Farmers who spent the past year staring at charts and graphs that gauge costs and returns would certainly by now be quite familiar with the sensation of vertigo.

Up and down, down and up.

The proper term is “volatility,” and for those who make a living growing wheat and other crops, it can affect decisions made in spring – a time when farmers typically spend a lot of money on the front end of one crop while also waiting for the rear end on another.

As they arrive at that sensitive juncture in 2023, growers are finding a “mixed bag” compared to 2022. Analysis have revealed that most farmers are projecting their 2023 production costs to increase 6% to 15% compared to 2022. USDA’s most recent Farm Sector Forecast is slightly more optimistic, but still points to the expectation of higher input costs:

  • Production expenses are forecast to increase for a sixth consecutive year, growing in 2023 by 4.1%.
  • Fertilizers, lime and soil conditioners are expected to decrease 3%, from $43.42 billion to $42.17 billion. Typically, fertilizers represent about 15% of a crop farmer’s costs.
  • Fuels and oils are expected to experience the largest percent decline – 17% – from 2022.
  • These drops, however, are easily outpaced by increases in other expense categories including marketing, storage and transportation, which are forecast to increase 11%.

“Input costs are still quite elevated, but nitrogen fertilizer has decreased since its peak last year,” confirmed Jason Scott, a U.S. Wheat Associates (USW) Board of Directors member who grows soft red winter (SRW) wheat on the eastern shore of Maryland. “One of the larger issues we have been dealing with so far this year is availability of some specific inputs, as well as some parts for equipment.”

Indeed, national agriculture groups say input costs are once again the top concern among farmers in 2023, though there has been some “wiggling toward the positive” in recent months.

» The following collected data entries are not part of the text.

//! World lookups the controller needs each tick.

use ahash::AHashMap;
use glam::Vec3;
use sentinel_common::EntityId;

use crate::combat::{Combatant, Dummy};
use crate::sensor::{LineOfSight, Occluders};

/// Registry view handed to an agent during its update.
///
/// Targets are handles; everything about them is looked up here, so an
/// entity that has been removed simply stops resolving.
pub trait AgentWorld {
    /// Position of an entity.
    fn position_of(&self, entity: EntityId) -> Option<Vec3>;

    /// Line-of-sight test used for detection.
    fn sight(&self) -> &dyn LineOfSight;

    /// Read access to an entity's combat contract.
    fn combatant(&self, entity: EntityId) -> Option<&dyn Combatant>;

    /// Write access to an entity's combat contract.
    fn combatant_mut(&mut self, entity: EntityId) -> Option<&mut dyn Combatant>;

    /// Position of a target that still exists and is alive.
    fn live_position(&self, entity: EntityId) -> Option<Vec3> {
        let position = self.position_of(entity)?;
        match self.combatant(entity) {
            Some(c) if c.is_dead() => None,
            _ => Some(position),
        }
    }
}

/// Mock world for testing.
#[derive(Debug, Default)]
pub struct MockWorld {
    positions: AHashMap<EntityId, Vec3>,
    bodies: AHashMap<EntityId, Dummy>,
    occluders: Occluders,
}

impl MockWorld {
    /// Creates an empty world with clear sight lines.
    #[must_use]
    pub fn new() -> Self {
        Self::default()
    }

    /// Places (or moves) an entity.
    pub fn place(&mut self, entity: EntityId, position: Vec3) {
        self.positions.insert(entity, position);
    }

    /// Adds a damageable body.
    pub fn add_body(&mut self, entity: EntityId, body: Dummy, position: Vec3) {
        self.bodies.insert(entity, body);
        self.place(entity, position);
    }

    /// Removes an entity entirely.
    pub fn remove(&mut self, entity: EntityId) {
        self.positions.remove(&entity);
        self.bodies.remove(&entity);
    }

    /// A body added with [`add_body`](Self::add_body).
    #[must_use]
    pub fn body(&self, entity: EntityId) -> Option<&Dummy> {
        self.bodies.get(&entity)
    }

    /// Adds a spherical sight blocker.
    pub fn block_sight(&mut self, center: Vec3, radius: f32) {
        self.occluders = std::mem::take(&mut self.occluders).with(center, radius);
    }
}

impl AgentWorld for MockWorld {
    fn position_of(&self, entity: EntityId) -> Option<Vec3> {
        self.positions.get(&entity).copied()
    }

    fn sight(&self) -> &dyn LineOfSight {
        &self.occluders
    }

    fn combatant(&self, entity: EntityId) -> Option<&dyn Combatant> {
        let body = self.bodies.get(&entity)?;
        Some(body)
    }

    fn combatant_mut(&mut self, entity: EntityId) -> Option<&mut dyn Combatant> {
        let body = self.bodies.get_mut(&entity)?;
        Some(body)
    }
}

“Higher input costs remain the number one concern, chosen by 34% of producers in March, but concern about input costs has been falling since last summer’s peak when it was chosen by 53% of producers,” James Mintert, the Purdue University/CME Group Ag Economy Barometer principal investigator, noted in the most recent Barometer, which was released April 4. “Although producers still cite high input costs as their top concern in the upcoming year, they are becoming more worried about rising interest rates and the impact those higher rates will have on their operations.

Michael Peters, who farms in central Oklahoma, inspects an emerging hard red winter wheat crop.

USW Vice Chairman Michael Peters, who farms in central Oklahoma, inspects an emerging hard red winter wheat crop a few years ago. As was the case back then, production input costs continue to be a major concern for wheat farmers all across the country. Weather and lack of rain, of course, is another point of worry.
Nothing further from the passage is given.